Images de page
PDF
ePub

Avant d'aborder l'examen des faits multiples d'où dérive la neutralité, je prie que l'on veuille bien remarquer la confusion actuelle des forces et des idées politiques en Europe. Les considérations qui suivent se rattachent intimement à l'objet de ce travail.

II.

Considérations préliminaires sur l'état actuel des relations internationales en Europe.

Ce n'est point seulement dans le domaine de la politique et de l'administration intérieure des États que les événements des soixante dernières années ont porté le trouble.
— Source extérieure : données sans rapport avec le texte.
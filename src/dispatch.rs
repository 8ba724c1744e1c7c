//! Argument binding and guarded handler invocation.

use std::any::Any;
use std::panic::{self, AssertUnwindSafe};
use std::sync::Arc;

use tracing::debug;

use crate::adapter::adapt;
use crate::error::HandlerError;
use crate::handler::{Arg, Endpoint, ParamSpec};
use crate::observe::Observer;
use crate::request::Request;
use crate::response::Response;

/// Resolves each descriptor against the request: path parameter, then the
/// first query value, else absent.
pub fn bind_args<'a>(params: &'a [ParamSpec], req: &'a Request) -> Vec<Arg<'a>> {
    params
        .iter()
        .map(|spec| Arg { name: &spec.name, value: req.lookup(&spec.name) })
        .collect()
}

/// Calls endpoints and turns whatever they produce into a [`Response`].
///
/// Never fails: declared [`HttpError`](crate::HttpError)s become their status
/// with an empty body; every other error, panics included, becomes a bare
/// `500` and is handed to the observer.
#[derive(Clone)]
pub struct Dispatcher {
    observer: Arc<dyn Observer>,
}

impl Dispatcher {
    pub fn new(observer: Arc<dyn Observer>) -> Self {
        Self { observer }
    }

    pub fn dispatch(&self, endpoint: &Endpoint, req: &Request) -> Response {
        let args = bind_args(endpoint.params(), req);
        debug!(?args, "calling handler");

        let outcome = panic::catch_unwind(AssertUnwindSafe(|| endpoint.call(req, &args)));
        match outcome {
            Ok(Ok(reply)) => adapt(reply),
            Ok(Err(HandlerError::Http(e))) => {
                debug!(status = e.status, error = %e, "handler returned an HTTP error");
                Response::empty(e.status)
            }
            Ok(Err(HandlerError::Internal(e))) => {
                self.observer.handler_failed(req, &e);
                Response::empty(500)
            }
            Err(payload) => {
                let e = anyhow::anyhow!("handler panicked: {}", panic_message(payload.as_ref()));
                self.observer.handler_failed(req, &e);
                Response::empty(500)
            }
        }
    }
}

fn panic_message(payload: &(dyn Any + Send)) -> &str {
    if let Some(s) = payload.downcast_ref::<&'static str>() {
        *s
    } else if let Some(s) = payload.downcast_ref::<String>() {
        s.as_str()
    } else {
        "<non-string panic payload>"
    }
}
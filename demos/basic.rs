//! Minimal nanoroute example: CRUD-style JSON endpoints.
//!
//! Run with:
//!   cargo run --example basic
//!
//! Try:
//!   curl http://localhost:3000/users/42
//!   curl 'http://localhost:3000/search?q=alice&limit=5'
//!   curl -X POST http://localhost:3000/users -d '{"name":"alice"}'
//!   curl -X DELETE http://localhost:3000/users/42

use nanoroute::{App, HttpError, Request, Server, with_params};
use serde_json::{Value, json};

#[tokio::main]
async fn main() -> Result<(), nanoroute::Error> {
    tracing_subscriber::fmt::init();

    let app = App::new()
        .get("/users/{id}", get_user)
        .post("/users", create_user)
        .delete("/users/<id>", delete_user)
        .get("/search", with_params(["q", "limit"], search));

    Server::bind("0.0.0.0:3000")?.serve(app).await
}

// GET /users/{id}
fn get_user(id: u64) -> Result<Value, HttpError> {
    if id == 0 {
        return Err(HttpError::not_found());
    }
    Ok(json!({ "id": id, "name": "alice" }))
}

// POST /users → 201 with a Location header
fn create_user(req: &Request) -> Result<(Value, u16, [(&'static str, &'static str); 1]), HttpError> {
    let input: Value = serde_json::from_slice(req.body())
        .map_err(|e| HttpError::bad_request(format!("invalid JSON: {e}")))?;
    Ok((json!({ "id": 99, "name": input["name"] }), 201, [("Location", "/users/99")]))
}

// DELETE /users/{id} → 204 No Content
fn delete_user(_id: u64) -> http::StatusCode {
    http::StatusCode::NO_CONTENT
}

// GET /search?q=..&limit=..
fn search(q: String, limit: Option<usize>) -> Value {
    json!({ "q": q, "limit": limit.unwrap_or(10), "results": [] })
}
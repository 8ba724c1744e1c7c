//! # nanoroute
//!
//! A compact HTTP router: a segment trie that maps `(method, path)` to a
//! handler, binds path and query parameters to typed handler arguments, and
//! turns whatever the handler returns into a well-formed response.
//!
//! What it does:
//!
//! - Segment-trie routing: literal segments beat `{param}` / `<param>`
//!   segments, no backtracking.
//! - `404` when no route matches the path, `405` with `Allow` when the path
//!   matches but the method does not.
//! - Handler arguments are looked up as path parameters first, then in the
//!   query string, and parsed with [`FromParam`].
//! - Return strings, bytes, `serde_json` values, tuples with a status and
//!   headers, or a prebuilt [`Response`]; see [`IntoReply`].
//! - A tokio/hyper [`Server`] with graceful shutdown on SIGTERM / Ctrl-C.
//!
//! Logging goes through `tracing`; install a subscriber in your binary.
//!
//! ## Quick start
//!
//! ```rust,no_run
//! use nanoroute::{App, HttpError, Request, Server};
//! use serde_json::{Value, json};
//!
//! #[tokio::main]
//! async fn main() -> Result<(), nanoroute::Error> {
//!     let app = App::new()
//!         .get("/users/{id}", get_user)
//!         .post("/users", create_user)
//!         .delete("/users/<id>", |_id: u64| http::StatusCode::NO_CONTENT);
//!
//!     Server::bind("0.0.0.0:3000")?.serve(app).await
//! }
//!
//! fn get_user(id: u64) -> Result<Value, HttpError> {
//!     if id == 0 {
//!         return Err(HttpError::not_found());
//!     }
//!     Ok(json!({ "id": id, "name": "alice" }))
//! }
//!
//! fn create_user(req: &Request) -> Result<(Value, u16, [(&'static str, &'static str); 1]), HttpError> {
//!     if req.body().is_empty() {
//!         return Err(HttpError::bad_request("empty body"));
//!     }
//!     Ok((json!({ "id": 99 }), 201, [("Location", "/users/99")]))
//! }
//! ```

mod adapter;
mod app;
mod dispatch;
mod error;
mod handler;
mod headers;
mod method;
mod observe;
mod request;
mod response;
mod router;
mod server;
mod uri;

pub mod path;

pub use adapter::{Content, IntoContent, IntoReply, Raw, Reply, adapt};
pub use app::App;
pub use dispatch::{Dispatcher, bind_args};
pub use error::{Error, HandlerError, HttpError, LookupError, RouteError, UnknownMethod};
pub use handler::{Arg, Endpoint, FromParam, Handler, IntoEndpoint, ParamSpec, Plain, WithRequest, with_params};
pub use headers::Headers;
pub use method::Method;
pub use observe::{Observer, TracingObserver};
pub use request::Request;
pub use response::{ContentType, Response, ResponseBuilder};
pub use router::{Match, Router};
pub use server::{Server, serve_with_shutdown};
pub use uri::{Url, parse_query};
//! Handler trait, parameter binding contract and type erasure.
//!
//! # Handler shapes
//!
//! A handler is any function or closure of the form
//!
//! ```text
//! fn name(            a: A, b: B, ...) -> impl IntoReply
//! fn name(req: &Request, a: A, b: B, ...) -> impl IntoReply
//! ```
//!
//! where every argument type implements [`FromParam`] (up to eight of them).
//! The leading `&Request` is optional.
//!
//! # How arguments get their values
//!
//! Argument names are fixed once, at registration, as a list of
//! [`ParamSpec`]s. By default they are the wildcard names of the route
//! pattern, in order; [`with_params`] names them explicitly, which is how a
//! handler asks for query-string values:
//!
//! ```rust
//! use nanoroute::{App, with_params};
//!
//! fn greet(name: String, lang: Option<String>) -> String {
//!     format!("hello {name} ({})", lang.as_deref().unwrap_or("en"))
//! }
//!
//! let app = App::new().get("/hello/{name}", with_params(["name", "lang"], greet));
//! ```
//!
//! At dispatch each name is looked up as a path parameter, then as the first
//! query value, else it is absent. Values are handed over positionally in the
//! declared order.
//!
//! # How handlers are stored
//!
//! Handlers of different types live in one trie, so each is boxed behind the
//! object-safe [`ErasedHandler`] once, at registration. A request then costs
//! one virtual call.

use std::fmt;
use std::marker::PhantomData;
use std::sync::Arc;

use crate::adapter::{IntoReply, Reply};
use crate::error::{HandlerError, HttpError, RouteError};
use crate::method::Method;
use crate::request::Request;

// ── Parameter descriptors ─────────────────────────────────────────────────────

/// One named handler argument, captured at registration.
#[derive(Clone, Debug, Eq, PartialEq)]
pub struct ParamSpec {
    pub name: String,
    pub required: bool,
}

/// A bound argument: the declared name and the value found for it, if any.
#[derive(Clone, Copy, Debug, Eq, PartialEq)]
pub struct Arg<'a> {
    pub name: &'a str,
    pub value: Option<&'a str>,
}

/// Conversion of a bound value into a handler argument.
///
/// Required types turn an absent value into `400 Bad Request`; so does a
/// value that does not parse.
pub trait FromParam: Sized {
    const REQUIRED: bool = true;

    fn from_param(name: &str, value: Option<&str>) -> Result<Self, HttpError>;
}

fn required<'a>(name: &str, value: Option<&'a str>) -> Result<&'a str, HttpError> {
    value.ok_or_else(|| HttpError::bad_request(format!("missing parameter `{name}`")))
}

impl FromParam for String {
    fn from_param(name: &str, value: Option<&str>) -> Result<Self, HttpError> {
        required(name, value).map(str::to_owned)
    }
}

impl<T: FromParam> FromParam for Option<T> {
    const REQUIRED: bool = false;

    fn from_param(name: &str, value: Option<&str>) -> Result<Self, HttpError> {
        match value {
            Some(_) => T::from_param(name, value).map(Some),
            None => Ok(None),
        }
    }
}

macro_rules! from_str_param {
    ($($ty:ty),* $(,)?) => {
        $(
            impl FromParam for $ty {
                fn from_param(name: &str, value: Option<&str>) -> Result<Self, HttpError> {
                    let raw = required(name, value)?;
                    raw.parse().map_err(|_| {
                        HttpError::bad_request(format!("invalid value `{raw}` for parameter `{name}`"))
                    })
                }
            }
        )*
    };
}

from_str_param!(bool, char, i8, i16, i32, i64, i128, isize, u8, u16, u32, u64, u128, usize, f32, f64);

// ── Handler trait ─────────────────────────────────────────────────────────────

#[doc(hidden)]
pub struct Plain;

#[doc(hidden)]
pub struct WithRequest;

/// Implemented for every valid route handler.
///
/// You never implement this yourself. The marker `M` only tells the blanket
/// impls apart (arity, leading `&Request` or not) and is always inferred.
pub trait Handler<M>: Send + Sync + 'static {
    /// Whether each named argument is required, in call order.
    fn requirements() -> Vec<bool>;

    fn call(&self, req: &Request, args: &[Arg<'_>]) -> Result<Reply, HandlerError>;
}

fn next_arg<T: FromParam>(args: &mut std::slice::Iter<'_, Arg<'_>>) -> Result<T, HandlerError> {
    // Registration checks arity, so running out means a bug in the binder.
    let arg = args
        .next()
        .ok_or_else(|| HandlerError::Internal(anyhow::anyhow!("handler called with too few arguments")))?;
    Ok(T::from_param(arg.name, arg.value)?)
}

macro_rules! impl_handler {
    ($($ty:ident),*) => {
        impl<F, R, $($ty,)*> Handler<(Plain, $($ty,)*)> for F
        where
            F: Fn($($ty),*) -> R + Send + Sync + 'static,
            R: IntoReply,
            $($ty: FromParam,)*
        {
            fn requirements() -> Vec<bool> {
                vec![$(<$ty as FromParam>::REQUIRED),*]
            }

            #[allow(non_snake_case, unused_mut, unused_variables)]
            fn call(&self, _req: &Request, args: &[Arg<'_>]) -> Result<Reply, HandlerError> {
                let mut args = args.iter();
                $(let $ty = next_arg::<$ty>(&mut args)?;)*
                (self)($($ty),*).into_reply()
            }
        }

        impl<F, R, $($ty,)*> Handler<(WithRequest, $($ty,)*)> for F
        where
            F: Fn(&Request, $($ty),*) -> R + Send + Sync + 'static,
            R: IntoReply,
            $($ty: FromParam,)*
        {
            fn requirements() -> Vec<bool> {
                vec![$(<$ty as FromParam>::REQUIRED),*]
            }

            #[allow(non_snake_case, unused_mut, unused_variables)]
            fn call(&self, req: &Request, args: &[Arg<'_>]) -> Result<Reply, HandlerError> {
                let mut args = args.iter();
                $(let $ty = next_arg::<$ty>(&mut args)?;)*
                (self)(req, $($ty),*).into_reply()
            }
        }
    };
}

impl_handler!();
impl_handler!(T1);
impl_handler!(T1, T2);
impl_handler!(T1, T2, T3);
impl_handler!(T1, T2, T3, T4);
impl_handler!(T1, T2, T3, T4, T5);
impl_handler!(T1, T2, T3, T4, T5, T6);
impl_handler!(T1, T2, T3, T4, T5, T6, T7);
impl_handler!(T1, T2, T3, T4, T5, T6, T7, T8);

// ── Type erasure ──────────────────────────────────────────────────────────────

/// Object-safe dispatch interface behind every [`Endpoint`].
#[doc(hidden)]
pub trait ErasedHandler: Send + Sync {
    fn call(&self, req: &Request, args: &[Arg<'_>]) -> Result<Reply, HandlerError>;
}

/// Newtype wrapper that pins down the marker of a concrete handler,
/// bridging the typed world to the trait-object world.
struct FnHandler<H, M> {
    handler: H,
    _marker: PhantomData<fn() -> M>,
}

impl<H, M> ErasedHandler for FnHandler<H, M>
where
    H: Handler<M>,
    M: 'static,
{
    fn call(&self, req: &Request, args: &[Arg<'_>]) -> Result<Reply, HandlerError> {
        self.handler.call(req, args)
    }
}

// ── Endpoint ──────────────────────────────────────────────────────────────────

/// A type-erased handler together with its parameter descriptors.
///
/// Cheap to clone: registering one handler for several methods shares it.
#[derive(Clone)]
pub struct Endpoint {
    handler: Arc<dyn ErasedHandler>,
    requirements: Vec<bool>,
    names: Option<Vec<String>>,
    params: Vec<ParamSpec>,
}

impl Endpoint {
    pub fn new<M: 'static, H: Handler<M>>(handler: H) -> Self {
        Self {
            handler: Arc::new(FnHandler { handler, _marker: PhantomData }),
            requirements: H::requirements(),
            names: None,
            params: Vec::new(),
        }
    }

    /// The descriptors the dispatcher binds, in call order. Empty until the
    /// endpoint has been registered on a route.
    pub fn params(&self) -> &[ParamSpec] {
        &self.params
    }

    pub(crate) fn call(&self, req: &Request, args: &[Arg<'_>]) -> Result<Reply, HandlerError> {
        self.handler.call(req, args)
    }

    /// Fixes the descriptors for a route. Without explicit names, a handler
    /// that takes arguments binds the pattern's wildcards in order.
    pub(crate) fn describe(&mut self, method: Method, pattern: &str, wildcards: Vec<String>) -> Result<(), RouteError> {
        let arity = self.requirements.len();
        let names = match &self.names {
            Some(names) => names.clone(),
            None if arity == 0 => Vec::new(),
            None => wildcards,
        };
        if names.len() != arity {
            return Err(RouteError::ArityMismatch {
                method,
                pattern: pattern.to_owned(),
                arity,
                named: names.len(),
            });
        }
        self.params = names
            .into_iter()
            .zip(&self.requirements)
            .map(|(name, &required)| ParamSpec { name, required })
            .collect();
        Ok(())
    }
}

impl fmt::Debug for Endpoint {
    fn fmt(&self, f: &mut fmt::Formatter<'_>) -> fmt::Result {
        f.debug_struct("Endpoint")
            .field("names", &self.names)
            .field("params", &self.params)
            .finish_non_exhaustive()
    }
}

/// Names a handler's arguments explicitly.
///
/// Each name is looked up as a path parameter first, then in the query
/// string. The number of names must match the handler's arity.
pub fn with_params<M, H, I, S>(names: I, handler: H) -> Endpoint
where
    M: 'static,
    H: Handler<M>,
    I: IntoIterator<Item = S>,
    S: Into<String>,
{
    let mut endpoint = Endpoint::new(handler);
    endpoint.names = Some(names.into_iter().map(Into::into).collect());
    endpoint
}

/// Anything [`App`](crate::App) accepts as a route target: a bare handler,
/// or an [`Endpoint`] from [`with_params`].
pub trait IntoEndpoint<M> {
    fn into_endpoint(self) -> Endpoint;
}

#[doc(hidden)]
pub struct Described;

impl<M: 'static, H: Handler<M>> IntoEndpoint<M> for H {
    fn into_endpoint(self) -> Endpoint {
        Endpoint::new(self)
    }
}

impl IntoEndpoint<Described> for Endpoint {
    fn into_endpoint(self) -> Endpoint {
        self
    }
}

#[cfg(test)]
mod tests {
    use super::*;
    use crate::adapter::Content;

    fn args<'a>(pairs: &[(&'a str, Option<&'a str>)]) -> Vec<Arg<'a>> {
        pairs.iter().map(|&(name, value)| Arg { name, value }).collect()
    }

    fn text(reply: Result<Reply, HandlerError>) -> String {
        match reply.expect("handler failed").content {
            Content::Text(s) => s,
            other => panic!("expected text, got {other:?}"),
        }
    }

    #[test]
    fn requirements_follow_argument_types() {
        fn h(_a: String, _b: Option<String>, _c: u32) -> &'static str { "" }
        assert_eq!(Endpoint::new(h).requirements, [true, false, true]);
    }

    #[test]
    fn calls_positionally() {
        let endpoint = Endpoint::new(|a: String, b: String| format!("{a}-{b}"));
        let req = Request::with_target(Method::Get, "/");
        let out = endpoint.call(&req, &args(&[("a", Some("1")), ("b", Some("2"))]));
        assert_eq!(text(out), "1-2");
    }

    #[test]
    fn request_argument_is_optional() {
        let endpoint = Endpoint::new(|req: &Request| req.path().to_owned());
        assert!(endpoint.requirements.is_empty());
        let req = Request::with_target(Method::Get, "/here");
        assert_eq!(text(endpoint.call(&req, &[])), "/here");
    }

    #[test]
    fn missing_required_value_is_bad_request() {
        let endpoint = Endpoint::new(|name: String| name);
        let req = Request::with_target(Method::Get, "/");
        match endpoint.call(&req, &args(&[("name", None)])) {
            Err(HandlerError::Http(e)) => assert_eq!(e.status, 400),
            other => panic!("unexpected {other:?}"),
        }
    }

    #[test]
    fn unparseable_value_is_bad_request() {
        assert_eq!(u64::from_param("id", Some("abc")).unwrap_err().status, 400);
        assert_eq!(u64::from_param("id", Some("42")), Ok(42));
        assert_eq!(Option::<u64>::from_param("id", None), Ok(None));
    }

    #[test]
    fn describe_defaults_to_pattern_wildcards() {
        let mut endpoint = Endpoint::new(|a: String, b: String| a + &b);
        endpoint.describe(Method::Get, "/{a}/{b}", vec!["a".into(), "b".into()]).unwrap();
        assert_eq!(
            endpoint.params(),
            [
                ParamSpec { name: "a".into(), required: true },
                ParamSpec { name: "b".into(), required: true },
            ],
        );
    }

    #[test]
    fn describe_allows_ignoring_path_params() {
        let mut endpoint = Endpoint::new(|| "ignored");
        endpoint.describe(Method::Get, "/{a}", vec!["a".into()]).unwrap();
        assert!(endpoint.params().is_empty());
    }

    #[test]
    fn describe_rejects_arity_mismatch() {
        let mut endpoint = with_params(["a", "q"], |a: String| a);
        assert_eq!(
            endpoint.describe(Method::Get, "/{a}", vec!["a".into()]),
            Err(RouteError::ArityMismatch { method: Method::Get, pattern: "/{a}".into(), arity: 1, named: 2 }),
        );
    }
}
//! HTTP method as a typed enum.
//!
//! The router binds handlers per method from a fixed set: the eight RFC 9110
//! methods it knows how to route. `PATCH` and the WebDAV extensions are not
//! part of that set. An unknown method string never reaches a handler:
//! [`App::handle`](crate::App::handle) answers it with `405` when the path
//! exists and `404` otherwise.

use std::fmt;
use std::str::FromStr;

use crate::error::UnknownMethod;

/// A routable HTTP method.
#[derive(Clone, Copy, Debug, Eq, Hash, Ord, PartialEq, PartialOrd)]
pub enum Method {
    Get,
    Head,
    Post,
    Put,
    Delete,
    Connect,
    Options,
    Trace,
}

impl Method {
    /// Every routable method, in canonical order.
    pub const ALL: [Method; 8] = [
        Self::Get,
        Self::Head,
        Self::Post,
        Self::Put,
        Self::Delete,
        Self::Connect,
        Self::Options,
        Self::Trace,
    ];

    /// Returns the uppercase wire representation (e.g. `"GET"`).
    pub fn as_str(self) -> &'static str {
        match self {
            Self::Get     => "GET",
            Self::Head    => "HEAD",
            Self::Post    => "POST",
            Self::Put     => "PUT",
            Self::Delete  => "DELETE",
            Self::Connect => "CONNECT",
            Self::Options => "OPTIONS",
            Self::Trace   => "TRACE",
        }
    }
}

/// Parses an uppercase method string (e.g. `"GET"`). Case-sensitive per RFC 9110 §9.1.
impl FromStr for Method {
    type Err = UnknownMethod;

    fn from_str(s: &str) -> Result<Self, Self::Err> {
        match s {
            "GET"     => Ok(Self::Get),
            "HEAD"    => Ok(Self::Head),
            "POST"    => Ok(Self::Post),
            "PUT"     => Ok(Self::Put),
            "DELETE"  => Ok(Self::Delete),
            "CONNECT" => Ok(Self::Connect),
            "OPTIONS" => Ok(Self::Options),
            "TRACE"   => Ok(Self::Trace),
            other     => Err(UnknownMethod(other.to_owned())),
        }
    }
}

impl fmt::Display for Method {
    fn fmt(&self, f: &mut fmt::Formatter<'_>) -> fmt::Result {
        f.write_str(self.as_str())
    }
}

#[cfg(test)]
mod tests {
    use super::*;

    #[test]
    fn parses_every_routable_method() {
        for method in Method::ALL {
            assert_eq!(method.as_str().parse::<Method>(), Ok(method));
        }
    }

    #[test]
    fn parsing_is_case_sensitive() {
        assert_eq!("get".parse::<Method>(), Err(UnknownMethod("get".into())));
        assert!("PATCH".parse::<Method>().is_err());
    }
}
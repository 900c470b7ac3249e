//! Version records.
//!
//! A [`Version`] names one state (or delta) of a resource. Its content is
//! either the concatenated wire form of its patches or its raw body; when
//! `patches` is present and non-empty it takes precedence.

use super::patch::{Patch, PatchData};
use crate::error::{BraidError, Result};
use bytes::Bytes;
use serde::Deserialize;

/// Media type assumed when none is declared.
pub const DEFAULT_CONTENT_TYPE: &str = "application/json";

/// An immutable snapshot or delta descriptor.
///
/// # Examples
///
/// ```
/// use braid_axum_server::{Patch, Version};
///
/// let snapshot = Version::new("2").with_parents(["1"]).with_body(r#"{"title":"x"}"#);
/// assert_eq!(snapshot.content_type, "application/json");
///
/// let delta = Version::new("3")
///     .with_merge_type("sync9")
///     .with_patches(vec![Patch::ranged("json", ".title", r#""y""#)]);
/// assert!(delta.has_patches());
/// ```
#[derive(Clone, Debug, PartialEq, Eq)]
pub struct Version {
    /// Opaque version id
    pub version: String,
    /// Ordered parent version ids
    pub parents: Vec<String>,
    /// Opaque merge-type tag; never interpreted by the engine
    pub merge_type: Option<String>,
    /// Media type of the content
    pub content_type: String,
    /// Ordered patches, when the version is a delta
    pub patches: Option<Vec<Patch>>,
    /// Raw body, used when there are no patches
    pub body: Bytes,
}

impl Version {
    /// Create a version with an empty body and default content type.
    pub fn new(version: impl Into<String>) -> Self {
        Version {
            version: version.into(),
            parents: Vec::new(),
            merge_type: None,
            content_type: DEFAULT_CONTENT_TYPE.to_string(),
            patches: None,
            body: Bytes::new(),
        }
    }

    /// Set the parent version ids.
    #[must_use]
    pub fn with_parents<I, S>(mut self, parents: I) -> Self
    where
        I: IntoIterator<Item = S>,
        S: Into<String>,
    {
        self.parents = parents.into_iter().map(Into::into).collect();
        self
    }

    /// Set the merge-type tag.
    #[must_use]
    pub fn with_merge_type(mut self, merge_type: impl Into<String>) -> Self {
        self.merge_type = Some(merge_type.into());
        self
    }

    /// Set the content type.
    #[must_use]
    pub fn with_content_type(mut self, content_type: impl Into<String>) -> Self {
        self.content_type = content_type.into();
        self
    }

    /// Set the patches.
    #[must_use]
    pub fn with_patches(mut self, patches: Vec<Patch>) -> Self {
        self.patches = Some(patches);
        self
    }

    /// Set the raw body.
    #[must_use]
    pub fn with_body(mut self, body: impl Into<Bytes>) -> Self {
        self.body = body.into();
        self
    }

    /// Returns `true` when the content is carried by a non-empty patch list.
    #[inline]
    #[must_use]
    pub fn has_patches(&self) -> bool {
        self.patches.as_ref().is_some_and(|p| !p.is_empty())
    }
}

/// Loosely-typed version input, e.g. deserialized from a handler's JSON.
///
/// Converting into a [`Version`] requires at least one of `body` or `patches`.
#[derive(Clone, Debug, Default, Deserialize)]
#[serde(default)]
pub struct VersionData {
    /// Version id
    pub version: String,
    /// Parent ids
    pub parents: Option<Vec<String>>,
    /// Merge-type tag
    pub merge_type: Option<String>,
    /// Content type; defaults to [`DEFAULT_CONTENT_TYPE`]
    pub content_type: Option<String>,
    /// Patches
    pub patches: Option<Vec<PatchData>>,
    /// Raw body
    pub body: Option<String>,
}

impl TryFrom<VersionData> for Version {
    type Error = BraidError;

    fn try_from(data: VersionData) -> Result<Self> {
        let has_patches = data.patches.as_ref().is_some_and(|patches| !patches.is_empty());
        if !has_patches && data.body.is_none() {
            return Err(BraidError::NoContentProvided);
        }

        let patches = data
            .patches
            .map(|patches| {
                patches
                    .into_iter()
                    .map(Patch::try_from)
                    .collect::<Result<Vec<_>>>()
            })
            .transpose()?;

        Ok(Version {
            version: data.version,
            parents: data.parents.unwrap_or_default(),
            merge_type: data.merge_type,
            content_type: data
                .content_type
                .unwrap_or_else(|| DEFAULT_CONTENT_TYPE.to_string()),
            patches,
            body: data.body.map(Bytes::from).unwrap_or_default(),
        })
    }
}

#[cfg(test)]
mod tests {
    use super::*;

    #[test]
    fn test_defaults() {
        let v = Version::new("1");
        assert_eq!(v.content_type, DEFAULT_CONTENT_TYPE);
        assert!(v.parents.is_empty());
        assert!(v.body.is_empty());
        assert!(!v.has_patches());
    }

    #[test]
    fn test_empty_patch_list_is_not_patched() {
        let v = Version::new("1").with_patches(Vec::new());
        assert!(!v.has_patches());
    }

    #[test]
    fn test_version_data_requires_content() {
        let data = VersionData {
            version: "1".into(),
            ..Default::default()
        };
        assert!(matches!(
            Version::try_from(data),
            Err(BraidError::NoContentProvided)
        ));

        let data: VersionData =
            serde_json::from_str(r#"{"version": "1", "patches": []}"#).unwrap();
        assert!(matches!(
            Version::try_from(data),
            Err(BraidError::NoContentProvided)
        ));

        let data: VersionData =
            serde_json::from_str(r#"{"version": "1", "patches": [], "body": ""}"#).unwrap();
        assert!(Version::try_from(data).is_ok());
    }

    #[test]
    fn test_version_data_from_json_body() {
        let data: VersionData =
            serde_json::from_str(r#"{"version": "1", "body": "{\"title\":\"Hello\"}"}"#).unwrap();
        let v = Version::try_from(data).unwrap();
        assert_eq!(v.version, "1");
        assert_eq!(v.body, Bytes::from(r#"{"title":"Hello"}"#));
        assert_eq!(v.content_type, DEFAULT_CONTENT_TYPE);
    }

    #[test]
    fn test_version_data_with_patches() {
        let data: VersionData = serde_json::from_str(
            r#"{
                "version": "1",
                "parents": ["0"],
                "merge_type": "auto",
                "patches": [{"content": "100", "content_range": "json .latest_change"}]
            }"#,
        )
        .unwrap();
        let v = Version::try_from(data).unwrap();
        assert_eq!(v.parents, vec!["0".to_string()]);
        assert_eq!(v.merge_type.as_deref(), Some("auto"));
        assert!(v.has_patches());
    }

    #[test]
    fn test_version_data_rejects_bad_patch() {
        let data: VersionData =
            serde_json::from_str(r#"{"version": "1", "patches": [{"content": "x"}]}"#).unwrap();
        assert!(matches!(
            Version::try_from(data),
            Err(BraidError::MissingContentDescriptor)
        ));
    }
}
Les relations internationales ont également subi de funestes altérations. Sous la forme à peu près immuable des procédures diplomatiques, on retrouverait difficilement aujourd'hui, dans la pratique des gouvernements, l'application de ces règles anciennes, dues à la sagesse de nos pères, mûries par le temps et dont l'ensemble, formant pour l'Europe une sorte de droit public non écrit, constituait, par delà les

traités, ce qu'on pourrait appeler les mœurs des cabinets.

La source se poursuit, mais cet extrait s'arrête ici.